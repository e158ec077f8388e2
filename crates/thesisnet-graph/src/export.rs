//! Writing metric results and graphs to disk.
//!
//! # Layout
//!
//! [`ReportWriter`] produces:
//!
//! ```text
//! <root>/
//!   manifest.json
//!   static/                     undirected graph
//!     metrics/degree_centrality.txt
//!     metrics/betweenness_centrality.txt
//!     metrics/closeness_centrality.txt
//!     communities.txt
//!     graph.json  graph.dot
//!   interactive/                directed graph
//!     metrics/degree_centrality_digraph.txt
//!     metrics/betweenness_centrality_digraph.txt
//!     metrics/closeness_centrality_digraph.txt
//!     metrics/in_degree_centrality.txt
//!     communities.txt
//!     graph.json  graph.dot
//! ```
//!
//! Metric files hold one `"{name}: {value}"` line per person in ranking
//! order. Values use the shortest representation that reads back to the
//! same float, always with a decimal point (`1.0`, `0.5`).

use std::collections::BTreeMap;
use std::fs;
use std::io::{self, Write};
use std::path::{Path, PathBuf};

use petgraph::EdgeType;
use petgraph::dot::{Config, Dot};
use petgraph::visit::EdgeRef;
use serde::Serialize;
use thesisnet_core::error::ErrorCode;
use tracing::{debug, info, instrument};

use crate::graph::build::{DirectedGraph, PersonGraph, UndirectedGraph};
use crate::graph::stats::GraphStats;
use crate::metrics::degree::degree_centrality;
use crate::metrics::{MetricError, MetricKind, Partition, RankedScore, centrality, communities};

/// Node size multiplier expected by the interactive renderer.
pub const NODE_SIZE_SCALE: f64 = 800.0;

const STATIC_DIR: &str = "static";
const INTERACTIVE_DIR: &str = "interactive";
const METRICS_DIR: &str = "metrics";
const COMMUNITIES_FILE: &str = "communities.txt";
const GRAPH_JSON_FILE: &str = "graph.json";
const GRAPH_DOT_FILE: &str = "graph.dot";
const MANIFEST_FILE: &str = "manifest.json";

/// Errors while producing report files.
#[derive(Debug, thiserror::Error)]
pub enum ExportError {
    #[error("failed to write {}: {source}", .path.display())]
    Write {
        path: PathBuf,
        #[source]
        source: io::Error,
    },
    #[error("failed to serialize {what}: {source}")]
    Serialize {
        what: &'static str,
        #[source]
        source: serde_json::Error,
    },
    #[error(transparent)]
    Metric(#[from] MetricError),
}

impl ExportError {
    #[must_use]
    pub const fn code(&self) -> ErrorCode {
        match self {
            Self::Write { .. } | Self::Serialize { .. } => ErrorCode::OutputWriteFailed,
            Self::Metric(err) => err.code(),
        }
    }
}

// ---------------------------------------------------------------------------
// Line formats
// ---------------------------------------------------------------------------

/// Write `"{name}: {score}"` lines in ranking order.
///
/// # Errors
///
/// Propagates I/O errors from `w`.
pub fn write_ranking<W: Write + ?Sized>(w: &mut W, ranking: &[RankedScore]) -> io::Result<()> {
    for entry in ranking {
        writeln!(w, "{}: {:?}", entry.name, entry.score)?;
    }
    Ok(())
}

/// Write `"{name}: {label}"` lines sorted by name.
///
/// # Errors
///
/// Propagates I/O errors from `w`.
pub fn write_partition<W: Write + ?Sized>(w: &mut W, partition: &Partition) -> io::Result<()> {
    for (name, label) in &partition.labels {
        writeln!(w, "{name}: {label}")?;
    }
    Ok(())
}

// ---------------------------------------------------------------------------
// Graph documents
// ---------------------------------------------------------------------------

/// Node-link document consumed by the interactive renderer.
#[derive(Debug, Clone, PartialEq, Serialize)]
pub struct NodeLinkGraph {
    pub directed: bool,
    pub nodes: Vec<NodeLinkNode>,
    pub links: Vec<NodeLinkEdge>,
}

#[derive(Debug, Clone, PartialEq, Serialize)]
pub struct NodeLinkNode {
    pub id: String,
    /// Degree centrality scaled by [`NODE_SIZE_SCALE`].
    pub size: f64,
    /// Community label; `None` if the person was not partitioned.
    pub group: Option<usize>,
}

#[derive(Debug, Clone, PartialEq, Eq, Serialize)]
pub struct NodeLinkEdge {
    pub source: String,
    pub target: String,
}

impl NodeLinkGraph {
    /// Nodes sorted by name, links sorted by `(source, target)`.
    #[must_use]
    pub fn from_graph<Ty: EdgeType>(g: &PersonGraph<Ty>, groups: &BTreeMap<String, usize>) -> Self {
        let degree = degree_centrality(g);

        let nodes = g
            .names()
            .into_iter()
            .map(|name| NodeLinkNode {
                id: name.to_string(),
                size: degree.get(name).copied().unwrap_or(0.0) * NODE_SIZE_SCALE,
                group: groups.get(name).copied(),
            })
            .collect();

        let mut links: Vec<NodeLinkEdge> = g
            .graph
            .edge_references()
            .map(|edge| NodeLinkEdge {
                source: g.graph[edge.source()].clone(),
                target: g.graph[edge.target()].clone(),
            })
            .collect();
        links.sort_by(|a, b| (&a.source, &a.target).cmp(&(&b.source, &b.target)));

        Self {
            directed: g.is_directed(),
            nodes,
            links,
        }
    }
}

/// Graphviz rendering of `g`, nodes labelled by name.
#[must_use]
pub fn to_dot<Ty: EdgeType>(g: &PersonGraph<Ty>) -> String {
    let labelled = g.graph.map(|_, name| name.as_str(), |_, _| "");
    format!("{}", Dot::with_config(&labelled, &[Config::EdgeNoLabel]))
}

// ---------------------------------------------------------------------------
// Full report
// ---------------------------------------------------------------------------

/// Which metrics to write for each graph flavour.
#[derive(Debug, Clone, PartialEq, Eq)]
pub struct ReportPlan {
    pub undirected: Vec<MetricKind>,
    pub directed: Vec<MetricKind>,
}

impl Default for ReportPlan {
    fn default() -> Self {
        Self {
            undirected: vec![
                MetricKind::Degree,
                MetricKind::Betweenness,
                MetricKind::Closeness,
            ],
            directed: MetricKind::ALL.to_vec(),
        }
    }
}

impl ReportPlan {
    /// Parse metric names, rejecting unknown ones and directed-only metrics
    /// in the undirected list. Nothing is written if this fails.
    ///
    /// # Errors
    ///
    /// Returns [`MetricError`] for the first offending name.
    pub fn from_names<S: AsRef<str>>(undirected: &[S], directed: &[S]) -> Result<Self, MetricError> {
        let undirected = parse_all(undirected)?;
        if let Some(kind) = undirected.iter().find(|k| k.directed_only()) {
            return Err(MetricError::DirectedOnly(*kind));
        }
        Ok(Self {
            undirected,
            directed: parse_all(directed)?,
        })
    }
}

fn parse_all<S: AsRef<str>>(names: &[S]) -> Result<Vec<MetricKind>, MetricError> {
    let mut kinds: Vec<MetricKind> = Vec::with_capacity(names.len());
    for name in names {
        let kind: MetricKind = name.as_ref().parse()?;
        if !kinds.contains(&kind) {
            kinds.push(kind);
        }
    }
    Ok(kinds)
}

/// Summary of one report run, written as `manifest.json`.
#[derive(Debug, Clone, PartialEq, Serialize)]
pub struct Manifest {
    pub version: String,
    pub undirected: GraphStats,
    pub directed: GraphStats,
    pub community_count: usize,
    pub modularity: f64,
    /// Paths relative to the report root, in write order.
    pub files: Vec<String>,
}

/// Writes the full set of report files under one root directory.
#[derive(Debug, Clone)]
pub struct ReportWriter {
    root: PathBuf,
    files: Vec<String>,
}

impl ReportWriter {
    pub fn new(root: impl Into<PathBuf>) -> Self {
        Self {
            root: root.into(),
            files: Vec::new(),
        }
    }

    #[must_use]
    pub fn root(&self) -> &Path {
        &self.root
    }

    /// Compute every planned metric and the partition, then write them.
    ///
    /// # Errors
    ///
    /// Returns [`ExportError::Metric`] for a plan that asks for a
    /// directed-only metric on the undirected graph, or a write error.
    #[instrument(skip_all, fields(root = %self.root.display()))]
    pub fn write(
        mut self,
        ug: &UndirectedGraph,
        dg: &DirectedGraph,
        plan: &ReportPlan,
    ) -> Result<Manifest, ExportError> {
        let partition = communities(ug);
        let projected = partition.project_onto(dg);

        self.write_flavour(STATIC_DIR, ug, &plan.undirected, &partition)?;
        self.write_flavour(INTERACTIVE_DIR, dg, &plan.directed, &projected)?;

        let manifest = Manifest {
            version: env!("CARGO_PKG_VERSION").to_string(),
            undirected: GraphStats::from_graph(ug),
            directed: GraphStats::from_graph(dg),
            community_count: partition.community_count(),
            modularity: partition.modularity(),
            files: self.files.clone(),
        };

        let json = serde_json::to_string_pretty(&manifest).map_err(|source| {
            ExportError::Serialize {
                what: "manifest",
                source,
            }
        })?;
        self.write_file(MANIFEST_FILE, json.as_bytes())?;

        info!(
            files = self.files.len() + 1,
            communities = manifest.community_count,
            "report written"
        );
        Ok(Manifest {
            files: self.files,
            ..manifest
        })
    }

    fn write_flavour<Ty: EdgeType>(
        &mut self,
        dir: &str,
        g: &PersonGraph<Ty>,
        metrics: &[MetricKind],
        partition: &Partition,
    ) -> Result<(), ExportError> {
        for &kind in metrics {
            let ranking = centrality(g, kind)?;
            let mut buf = Vec::new();
            write_ranking(&mut buf, &ranking).map_err(|source| self.write_error(dir, source))?;
            let rel = format!("{dir}/{METRICS_DIR}/{}", kind.file_name(g.is_directed()));
            self.write_file(&rel, &buf)?;
        }

        let mut buf = Vec::new();
        write_partition(&mut buf, partition).map_err(|source| self.write_error(dir, source))?;
        self.write_file(&format!("{dir}/{COMMUNITIES_FILE}"), &buf)?;

        let doc = NodeLinkGraph::from_graph(g, &partition.labels);
        let json = serde_json::to_string_pretty(&doc).map_err(|source| ExportError::Serialize {
            what: "node-link graph",
            source,
        })?;
        self.write_file(&format!("{dir}/{GRAPH_JSON_FILE}"), json.as_bytes())?;
        self.write_file(&format!("{dir}/{GRAPH_DOT_FILE}"), to_dot(g).as_bytes())?;
        Ok(())
    }

    fn write_file(&mut self, rel: &str, contents: &[u8]) -> Result<(), ExportError> {
        let path = self.root.join(rel);
        if let Some(parent) = path.parent() {
            fs::create_dir_all(parent).map_err(|source| ExportError::Write {
                path: parent.to_path_buf(),
                source,
            })?;
        }
        fs::write(&path, contents).map_err(|source| ExportError::Write {
            path: path.clone(),
            source,
        })?;
        debug!(path = %path.display(), bytes = contents.len(), "wrote");
        self.files.push(rel.to_string());
        Ok(())
    }

    fn write_error(&self, dir: &str, source: io::Error) -> ExportError {
        ExportError::Write {
            path: self.root.join(dir),
            source,
        }
    }
}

⁂

**Required action**
What lines in the data include the string "Returns"? Copy each one.

**Response below**
    /// Returns [`MetricError`] for the first offending name.
    /// Returns [`ExportError::Metric`] for a plan that asks for a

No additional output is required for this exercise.